[Start of section]

//! Detection configuration: signal weights, pattern rules, thresholds,
//! and sentiment lexicons.
//!
//! All decision constants live here rather than in the components that
//! apply them, so tests and callers can swap rule sets without touching
//! global state. Two presets ship with the engine:
//!
//! - [`DetectionConfig::standard`]: the richer rule set with spam-phrase
//!   detection and four confidence bands.
//! - [`DetectionConfig::compact`]: a leaner rule set with fewer patterns
//!   and tighter thresholds.
//!
//! A config is read-only once handed to the engine and may be shared
//! freely across threads.

use std::collections::HashSet;

use serde::{Deserialize, Serialize};
use thiserror::Error;

/// Errors raised when a configuration fails validation or compilation.
#[derive(Debug, Error)]
pub enum ConfigError {
    /// Classifier thresholds are not strictly ascending within 0..=100.
    #[error(
        "thresholds must satisfy genuine_max < medium_min < fake_min <= 100, \
         got {genuine_max}/{medium_min}/{fake_min}"
    )]
    UnorderedThresholds {
        /// Upper bound of the genuine band.
        genuine_max: u8,
        /// Lower bound of medium-confidence suspicion.
        medium_min: u8,
        /// Lower bound of the fake band.
        fake_min: u8,
    },

    /// A signal weight or cap exceeds the 100-point score scale.
    #[error("weight {weight} for '{name}' exceeds the 100-point scale")]
    WeightOutOfRange {
        /// Which weight was out of range.
        name: &'static str,
        /// The offending value.
        weight: u8,
    },

    /// The repetition ratio must be a fraction of the token count.
    #[error("repetition ratio must be within (0.0, 1.0], got {0}")]
    InvalidRepetitionRatio(f32),

    /// At least one suspicious-pattern rule is required.
    #[error("pattern rule list cannot be empty")]
    NoPatterns,

    /// A pattern rule failed to compile.
    #[error("invalid pattern '{id}': {source}")]
    InvalidPattern {
        /// Identifier of the offending rule.
        id: String,
        /// The underlying regex error.
        #[source]
        source: regex::Error,
    },
}

/// A single suspicious-pattern rule.
#[derive(Debug, Clone, PartialEq, Serialize, Deserialize)]
pub struct PatternRule {
    /// Stable identifier for this rule.
    pub id: String,
    /// Regular expression matched against the lowercased full text.
    pub pattern: String,
    /// Points contributed when the pattern matches.
    pub weight: u8,
}

impl PatternRule {
    /// Creates a new pattern rule.
    pub fn new(id: impl Into<String>, pattern: impl Into<String>, weight: u8) -> Self {
        Self {
            id: id.into(),
            pattern: pattern.into(),
            weight,
        }
    }
}

/// A word-count bound with the points it contributes when crossed.
#[derive(Debug, Clone, Copy, PartialEq, Eq, Serialize, Deserialize)]
pub struct LengthRule {
    /// The word-count bound for this rule.
    pub words: usize,
    /// Points contributed when the bound is crossed.
    pub weight: u8,
}

/// Parameters for the repetitive-language signal.
#[derive(Debug, Clone, Copy, PartialEq, Serialize, Deserialize)]
pub struct RepetitionRule {
    /// Minimum token count (exclusive) before the signal is evaluated.
    pub min_words: usize,
    /// Most-common-token frequency ratio (exclusive) above which the
    /// text is considered unnaturally repetitive.
    pub max_ratio: f32,
    /// Points contributed when the signal fires.
    pub weight: u8,
}

/// Ascending score thresholds separating the trust bands.
///
/// Invariant: `genuine_max < medium_min < fake_min <= 100`.
#[derive(Debug, Clone, Copy, PartialEq, Eq, Serialize, Deserialize)]
pub struct TrustThresholds {
    /// Scores at or below this bound classify as genuine.
    pub genuine_max: u8,
    /// Scores above this bound within the suspicious band report
    /// medium rather than low confidence.
    pub medium_min: u8,
    /// Scores above this bound classify as fake.
    pub fake_min: u8,
}

/// Lexicons and margin for sentiment analysis.
#[derive(Debug, Clone, PartialEq, Eq, Serialize, Deserialize)]
pub struct SentimentConfig {
    /// Tokens counted as positive (exact, case-insensitive match).
    pub positive_words: HashSet<String>,
    /// Tokens counted as negative (exact, case-insensitive match).
    pub negative_words: HashSet<String>,
    /// How decisively one polarity must outnumber the other before the
    /// text leaves neutral. 0 means strictly greater.
    pub margin: usize,
}

/// Process-wide detection configuration.
///
/// Initialized once, never mutated. Holds every weighted rule, the spam
/// phrase list, the classifier thresholds, and the sentiment lexicons.
#[derive(Debug, Clone, PartialEq, Serialize, Deserialize)]
pub struct DetectionConfig {
    /// Points added when the purchase is unverified.
    pub unverified_weight: u8,
    /// Fires when the content word count falls below `words`.
    pub short_content: LengthRule,
    /// Fires when the content word count rises above `words`.
    pub padded_content: LengthRule,
    /// Suspicious-pattern rules, each contributing its own weight.
    pub patterns: Vec<PatternRule>,
    /// Ceiling on the summed pattern contributions.
    pub pattern_score_cap: u8,
    /// Literal phrases checked by substring membership.
    pub spam_phrases: Vec<String>,
    /// Points per matched spam phrase.
    pub spam_phrase_weight: u8,
    /// Ceiling on the summed spam-phrase contributions.
    pub spam_score_cap: u8,
    /// Points added for an extreme rating with zero helpful votes.
    pub social_proof_weight: u8,
    /// Repetitive-language signal parameters.
    pub repetition: RepetitionRule,
    /// Trust classification bands.
    pub thresholds: TrustThresholds,
    /// Sentiment lexicons and margin.
    pub sentiment: SentimentConfig,
}

impl DetectionConfig {
    /// The richer rule set: six pattern rules capped at 45 points, ten
    /// spam phrases capped at 30, and four confidence bands.
    pub fn standard() -> Self {
        Self {
            unverified_weight: 30,
            short_content: LengthRule {
                words: 20,
                weight: 25,
            },
            padded_content: LengthRule {
                words: 400,
                weight: 10,
            },
            patterns: vec![
                PatternRule::new("exclamation-run", r"!{3,}", 15),
                PatternRule::new(
                    "superlative-pair",
                    r"\b(amazing|perfect|excellent|best|worst|terrible|horrible)\b.*\b(amazing|perfect|excellent|best|worst|terrible|horrible)\b",
                    15,
                ),
                PatternRule::new(
                    "sales-pitch",
                    r"\b(buy now|don't buy|waste money|highly recommend|must buy)\b",
                    15,
                ),
                PatternRule::new("star-mention", r"\b5 stars?\b", 15),
                PatternRule::new("repeated-great", r"\b(great\s+){2,}", 15),
                PatternRule::new("repeated-perfect", r"\b(perfect\s+){2,}", 15),
            ],
            pattern_score_cap: 45,
            spam_phrases: [
                "best ever",
                "perfect perfect",
                "amazing amazing",
                "great great",
                "buy immediately",
                "don't waste",
                "highly recommend to all",
                "best purchase ever",
                "worst purchase ever",
                "complete waste",
            ]
            .iter()
            .map(|s| s.to_string())
            .collect(),
            spam_phrase_weight: 10,
            spam_score_cap: 30,
            social_proof_weight: 15,
            repetition: RepetitionRule {
                min_words: 10,
                max_ratio: 0.12,
                weight: 20,
            },
            thresholds: TrustThresholds {
                genuine_max: 25,
                medium_min: 45,
                fake_min: 70,
            },
            sentiment: SentimentConfig {
                positive_words: Self::standard_positive_words(),
                negative_words: Self::standard_negative_words(),
                margin: 1,
            },
        }
    }

    /// The leaner rule set: four pattern rules, no spam phrases, shorter
    /// length bounds, and tighter thresholds.
    pub fn compact() -> Self {
        Self {
            unverified_weight: 30,
            short_content: LengthRule {
                words: 15,
                weight: 25,
            },
            padded_content: LengthRule {
                words: 500,
                weight: 10,
            },
            patterns: vec![
                PatternRule::new("exclamation-run", r"!!!+", 15),
                PatternRule::new(
                    "superlative-pair",
                    r"\b(amazing|perfect|excellent|best|worst|terrible|horrible)\b.*\b(amazing|perfect|excellent|best|worst|terrible|horrible)\b",
                    15,
                ),
                PatternRule::new(
                    "sales-pitch",
                    r"\b(buy now|don't buy|waste money|highly recommend|must buy)\b",
                    15,
                ),
                PatternRule::new("star-mention", r"\b5 stars?\b", 15),
            ],
            // All four rules at full weight still fit under the cap.
            pattern_score_cap: 60,
            spam_phrases: Vec::new(),
            spam_phrase_weight: 10,
            spam_score_cap: 30,
            social_proof_weight: 15,
            repetition: RepetitionRule {
                min_words: 5,
                max_ratio: 0.25,
                weight: 20,
            },
            thresholds: TrustThresholds {
                genuine_max: 35,
                medium_min: 48,
                fake_min: 60,
            },
            sentiment: SentimentConfig {
                positive_words: Self::compact_positive_words(),
                negative_words: Self::compact_negative_words(),
                margin: 0,
            },
        }
    }

    /// Validates the structural invariants of this configuration.
    ///
    /// Pattern rules are syntax-checked when the scorer compiles them;
    /// this covers everything else.
    pub fn validate(&self) -> Result<(), ConfigError> {
        let t = self.thresholds;
        if !(t.genuine_max < t.medium_min && t.medium_min < t.fake_min && t.fake_min <= 100) {
            return Err(ConfigError::UnorderedThresholds {
                genuine_max: t.genuine_max,
                medium_min: t.medium_min,
                fake_min: t.fake_min,
            });
        }

        let weights: [(&'static str, u8); 8] = [
            ("unverified_weight", self.unverified_weight),
            ("short_content.weight", self.short_content.weight),
            ("padded_content.weight", self.padded_content.weight),
            ("pattern_score_cap", self.pattern_score_cap),
            ("spam_phrase_weight", self.spam_phrase_weight),
            ("spam_score_cap", self.spam_score_cap),
            ("social_proof_weight", self.social_proof_weight),
            ("repetition.weight", self.repetition.weight),
        ];
        for (name, weight) in weights {
            if weight > 100 {
                return Err(ConfigError::WeightOutOfRange { name, weight });
            }
        }
        for rule in &self.patterns {
            if rule.weight > 100 {
                return Err(ConfigError::WeightOutOfRange {
                    name: "patterns[].weight",
                    weight: rule.weight,
                });
            }
        }

        if self.patterns.is_empty() {
            return Err(ConfigError::NoPatterns);
        }

        let ratio = self.repetition.max_ratio;
        if !(ratio > 0.0 && ratio <= 1.0) {
            return Err(ConfigError::InvalidRepetitionRatio(ratio));
        }

        Ok(())
    }

    fn standard_positive_words() -> HashSet<String> {
        [
            "good",
            "great",
            "excellent",
            "amazing",
            "awesome",
            "fantastic",
            "wonderful",
            "outstanding",
            "superb",
            "brilliant",
            "perfect",
            "love",
            "recommend",
            "satisfied",
            "happy",
            "pleased",
            "impressed",
            "solid",
            "reliable",
            "quality",
            "comfortable",
            "smooth",
            "fast",
            "responsive",
            "beautiful",
            "crisp",
            "sharp",
            "premium",
            "exceptional",
            "remarkable",
            "incredible",
            "effective",
        ]
        .iter()
        .map(|s| s.to_string())
        .collect()
    }

    fn standard_negative_words() -> HashSet<String> {
        [
            "bad",
            "terrible",
            "awful",
            "horrible",
            "worst",
            "hate",
            "disappointed",
            "poor",
            "useless",
            "broken",
            "slow",
            "expensive",
            "frustrating",
            "annoying",
            "uncomfortable",
            "unreliable",
            "problem",
            "issue",
            "defective",
            "cheap",
            "overpriced",
            "limited",
            "insufficient",
            "struggle",
            "lacks",
            "missing",
            "fail",
            "failure",
            "junk",
            "waste",
        ]
        .iter()
        .map(|s| s.to_string())
        .collect()
    }

    fn compact_positive_words() -> HashSet<String> {
        [
            "good",
            "great",
            "excellent",
            "amazing",
            "awesome",
            "fantastic",
            "wonderful",
            "outstanding",
            "superb",
            "brilliant",
            "perfect",
            "love",
            "recommend",
            "satisfied",
        ]
        .iter()
        .map(|s| s.to_string())
        .collect()
    }

    fn compact_negative_words() -> HashSet<String> {
        [
            "bad",
            "terrible",
            "awful",
            "horrible",
            "worst",
            "hate",
            "disappointed",
            "poor",
            "useless",
            "broken",
            "slow",
            "expensive",
            "frustrating",
            "annoying",
        ]
        .iter()
        .map(|s| s.to_string())
        .collect()
    }
}

impl Default for DetectionConfig {
    fn default() -> Self {
        Self::standard()
    }
}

[End of section]

**Goal of the exercise:**
Above are the lines; repeat exactly the ones from the line containing "The offending value." down to the line containing "the repetitive-language signal.", both inclusive.

**Result for this task:**
        /// The offending value.
        weight: u8,
    },

    /// The repetition ratio must be a fraction of the token count.
    #[error("repetition ratio must be within (0.0, 1.0], got {0}")]
    InvalidRepetitionRatio(f32),

    /// At least one suspicious-pattern rule is required.
    #[error("pattern rule list cannot be empty")]
    NoPatterns,

    /// A pattern rule failed to compile.
    #[error("invalid pattern '{id}': {source}")]
    InvalidPattern {
        /// Identifier of the offending rule.
        id: String,
        /// The underlying regex error.
        #[source]
        source: regex::Error,
    },
}

/// A single suspicious-pattern rule.
#[derive(Debug, Clone, PartialEq, Serialize, Deserialize)]
pub struct PatternRule {
    /// Stable identifier for this rule.
    pub id: String,
    /// Regular expression matched against the lowercased full text.
    pub pattern: String,
    /// Points contributed when the pattern matches.
    pub weight: u8,
}

impl PatternRule {
    /// Creates a new pattern rule.
    pub fn new(id: impl Into<String>, pattern: impl Into<String>, weight: u8) -> Self {
        Self {
            id: id.into(),
            pattern: pattern.into(),
            weight,
        }
    }
}

/// A word-count bound with the points it contributes when crossed.
#[derive(Debug, Clone, Copy, PartialEq, Eq, Serialize, Deserialize)]
pub struct LengthRule {
    /// The word-count bound for this rule.
    pub words: usize,
    /// Points contributed when the bound is crossed.
    pub weight: u8,
}

/// Parameters for the repetitive-language signal.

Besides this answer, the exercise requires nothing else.